Position Dependent Impact of Plasmonic Nanocubes on the Optical Performance of Perovskite Solar Cells: A Simulation

Abstract

A plasmon enhanced semitransparent planar perovskite (CH3NH3PbBrxI3-x, x = 0 to 1) solar cell with plasmonic silver nanocube (Ag NC) array is studied using finite difference time domain (FDTD) analysis. The NC array is positioned at either of two sites of the cell, namely at the back contact layer wrapped by transparent electrode and at the absorber layer. The comparative analysis is performed for light absorption enhancement as well as transparency for different NC sizes and NC distances along with various composition of the perovskite material at a fixed absorber thickness. With the investigation of local field concentration and extinction cross-section of the NCs as well as the absorption pattern of the cell for both NC locations it is found that, for both cases the enhancement is achieved by red shifting the band edge.
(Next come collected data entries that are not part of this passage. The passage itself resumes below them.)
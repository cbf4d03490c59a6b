mod common;

use std::{sync::Arc, thread};

use approx::assert_abs_diff_eq;
use ndarray::{s, Array3, Array4};
use unmix_core::{
    pad_mask, resolve_preset, ModelConfig, NetConfig, ParamSet, Separator, StftConfig, UnmixError,
    UnmixNet,
};

use common::{passthrough_params, random_params, sine, small_config};

fn noisy_mixture(channels: usize, len: usize) -> Array3<f32> {
    Array3::from_shape_fn((1, channels, len), |(_, c, i)| {
        let t = i as f32;
        0.4 * (t * 0.05 * (c + 1) as f32).sin() + 0.2 * (t * 1.3).cos()
    })
}

#[test]
fn preset_configs_derive_max_bin() {
    let hq = resolve_preset("umxhq").unwrap().model_config().unwrap();
    assert_eq!(hq.net.max_bin, 1487);
    assert_eq!(hq.net.nb_bins, 2049);
    assert_eq!(hq.net.nb_channels, 2);
    assert!(hq.stft.center);

    let se = resolve_preset("umxse").unwrap().model_config().unwrap();
    assert_eq!(se.net.max_bin, 513);
    assert_eq!(se.net.nb_bins, 513);
    assert_eq!(se.net.hidden_size, 256);
}

#[test]
fn mask_is_non_negative_and_bandwidth_limited() {
    let config = small_config(2);
    let params = random_params(&config.net, 7, 1.5);
    let sep = Separator::new(config, &params).unwrap();

    let audio = noisy_mixture(2, 500);
    let mask = sep.predict_mask(audio.view()).unwrap();
    assert_eq!(mask.dim(), (1, 2, 17, 500usize.div_ceil(16) + 1));
    assert!(mask.iter().all(|&m| m >= 0.0));
    // rectified, not clamped: strong random weights push some entries to exactly 0
    assert!(mask.iter().any(|&m| m == 0.0));
}

#[test]
fn same_preset_and_params_give_identical_masks() {
    let config = small_config(1);
    let params = random_params(&config.net, 11, 0.5);
    let a = Separator::new(config, &params).unwrap();
    let b = Separator::new(config, &params).unwrap();

    let audio = noisy_mixture(1, 777);
    assert_eq!(
        a.predict_mask(audio.view()).unwrap(),
        b.predict_mask(audio.view()).unwrap()
    );
}

#[test]
fn batch_items_are_independent() {
    let config = small_config(2);
    let params = random_params(&config.net, 3, 0.5);
    let sep = Separator::new(config, &params).unwrap();

    let one = noisy_mixture(2, 400);
    let mut two = Array3::<f32>::zeros((2, 2, 400));
    two.slice_mut(s![0, .., ..]).assign(&one.slice(s![0, .., ..]));
    two.slice_mut(s![1, .., ..]).fill(0.25);

    let alone = sep.separate(one.view()).unwrap();
    let batched = sep.separate(two.view()).unwrap();
    assert_eq!(batched.dim(), (2, 2, 400));
    for (a, b) in alone.iter().zip(batched.slice(s![0, .., ..]).iter()) {
        assert_abs_diff_eq!(*a, *b, epsilon = 1e-6);
    }
}

#[test]
fn unit_mask_keeps_low_band_and_removes_bins_above_max_bin() {
    let config = small_config(1);
    let sep = Separator::new(config, &passthrough_params(&config.net)).unwrap();

    let len = 2000;
    let low = sine(200.0, 8000.0, len, 0.5);
    let high = sine(3500.0, 8000.0, len, 0.5);
    let mix: Vec<f32> = low.iter().zip(&high).map(|(a, b)| a + b).collect();
    let audio = Array3::from_shape_vec((1, 1, len), mix).unwrap();

    let out = sep.separate(audio.view()).unwrap();
    assert_eq!(out.dim(), (1, 1, len));
    // frames that overlap the reflect-padded edges smear the high tone downwards
    for i in 64..len - 96 {
        let (y, want) = (out[[0, 0, i]], low[i]);
        assert!((y - want).abs() < 1e-2, "sample {i}: {y} vs {want}");
    }
}

#[test]
fn silent_stereo_mixture_through_music_preset_stays_silent() {
    let config = resolve_preset("umxhq").unwrap().model_config().unwrap();
    let params = random_params(&config.net, 42, 0.05);
    let sep = Separator::new(config, &params).unwrap();

    let audio = Array3::<f32>::zeros((1, 2, 4 * 44100));
    let out = sep.separate(audio.view()).unwrap();
    assert_eq!(out.dim(), (1, 2, 4 * 44100));
    assert!(out.iter().all(|v| v.abs() < 1e-6));
}

#[test]
fn malformed_inputs_are_rejected() {
    let config = small_config(2);
    let sep = Separator::new(config, &passthrough_params(&config.net)).unwrap();

    let mono = Array3::<f32>::zeros((1, 1, 100));
    let empty = Array3::<f32>::zeros((1, 2, 0));
    let no_batch = Array3::<f32>::zeros((0, 2, 100));
    let mut nan = Array3::<f32>::zeros((1, 2, 100));
    nan[[0, 1, 5]] = f32::NAN;

    for audio in [mono, empty, no_batch, nan] {
        match sep.separate(audio.view()) {
            Err(UnmixError::InvalidInput(_)) => {}
            other => panic!("expected InvalidInput, got {:?}", other.map(|a| a.dim())),
        }
    }
}

#[test]
fn parameter_problems_fail_at_construction() {
    let config = small_config(1);
    let good = passthrough_params(&config.net);

    // wrong shape
    let mut wrong = ParamSet::new();
    for name in good.names() {
        let t = good.get(name).unwrap();
        let shape = if name == "fc1.weight" {
            vec![t.shape[0], t.shape[1] + 1]
        } else {
            t.shape.clone()
        };
        let len = shape.iter().product();
        wrong.insert(name, shape, vec![0.0; len]).unwrap();
    }
    assert!(matches!(
        Separator::new(config, &wrong),
        Err(UnmixError::ShapeMismatch { name, .. }) if name == "fc1.weight"
    ));

    // missing tensor
    let mut missing = ParamSet::new();
    for name in good.names().filter(|n| *n != "bn2.running_var") {
        let t = good.get(name).unwrap();
        missing.insert(name, t.shape.clone(), t.data.clone()).unwrap();
    }
    assert!(matches!(
        Separator::new(config, &missing),
        Err(UnmixError::MissingParameter(name)) if name == "bn2.running_var"
    ));

    // unexpected tensor
    let mut extra = good.clone();
    extra.insert("fc4.weight", vec![1], vec![0.0]).unwrap();
    assert!(matches!(
        Separator::new(config, &extra),
        Err(UnmixError::UnexpectedParameter(name)) if name == "fc4.weight"
    ));
}

#[test]
fn config_invariants_are_checked_up_front() {
    let mut config = small_config(1);
    config.net.max_bin = config.net.nb_bins + 1;
    let params = ParamSet::new();
    assert!(matches!(
        Separator::new(config, &params),
        Err(UnmixError::InvalidConfig(_))
    ));

    let mut uncentered = small_config(1);
    uncentered.stft = StftConfig {
        center: false,
        ..uncentered.stft
    };
    assert!(matches!(
        Separator::new(uncentered, &params),
        Err(UnmixError::InvalidConfig(_))
    ));

    let bad_net = NetConfig {
        max_bin: 0,
        ..small_config(1).net
    };
    assert!(UnmixNet::new(bad_net, &params).is_err());
    assert!(ModelConfig::new(8000, 64, 64, 1, 8, 2000.0).is_err());
    assert!(ModelConfig::new(8000, 64, 16, 1, 7, 2000.0).is_err());
}

#[test]
fn mask_padding_zeroes_bins_above_max_bin() {
    let mask = Array4::<f32>::ones((1, 2, 3, 4));
    let full = pad_mask(mask.view(), 5).unwrap();
    assert_eq!(full.dim(), (1, 2, 5, 4));
    assert!(full.slice(s![.., .., ..3, ..]).iter().all(|&v| v == 1.0));
    assert!(full.slice(s![.., .., 3.., ..]).iter().all(|&v| v == 0.0));
    assert!(pad_mask(mask.view(), 2).is_err());
}

fn assert_send_sync<T: Send + Sync>() {}

#[test]
fn separator_is_shareable_across_threads() {
    assert_send_sync::<Separator>();

    let config = small_config(2);
    let params = random_params(&config.net, 11, 0.8);
    let sep = Arc::new(Separator::new(config, &params).unwrap());
    let audio = noisy_mixture(2, 700);
    let expected = sep.separate(audio.view()).unwrap();

    let outputs: Vec<Array3<f32>> = thread::scope(|scope| {
        let handles: Vec<_> = (0..4)
            .map(|_| {
                let sep = Arc::clone(&sep);
                let audio = &audio;
                scope.spawn(move || sep.separate(audio.view()).unwrap())
            })
            .collect();
        handles.into_iter().map(|h| h.join().unwrap()).collect()
    });

    for out in outputs {
        assert_eq!(out, expected);
    }
}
However, higher absorption enhancement can be obtained for cells with plamonic NCs at back contact which is more pronounced for smaller NC size, attributed by the strong electrode coupling effect. In contrast, cells with NCs at the absorber is found to provide better transparency at a fair level of absorption enhancement. Thus, this work provides a comprehensive optical analysis of typical perovskite solar cells with the incorporation of plasmonic metal nanostructures.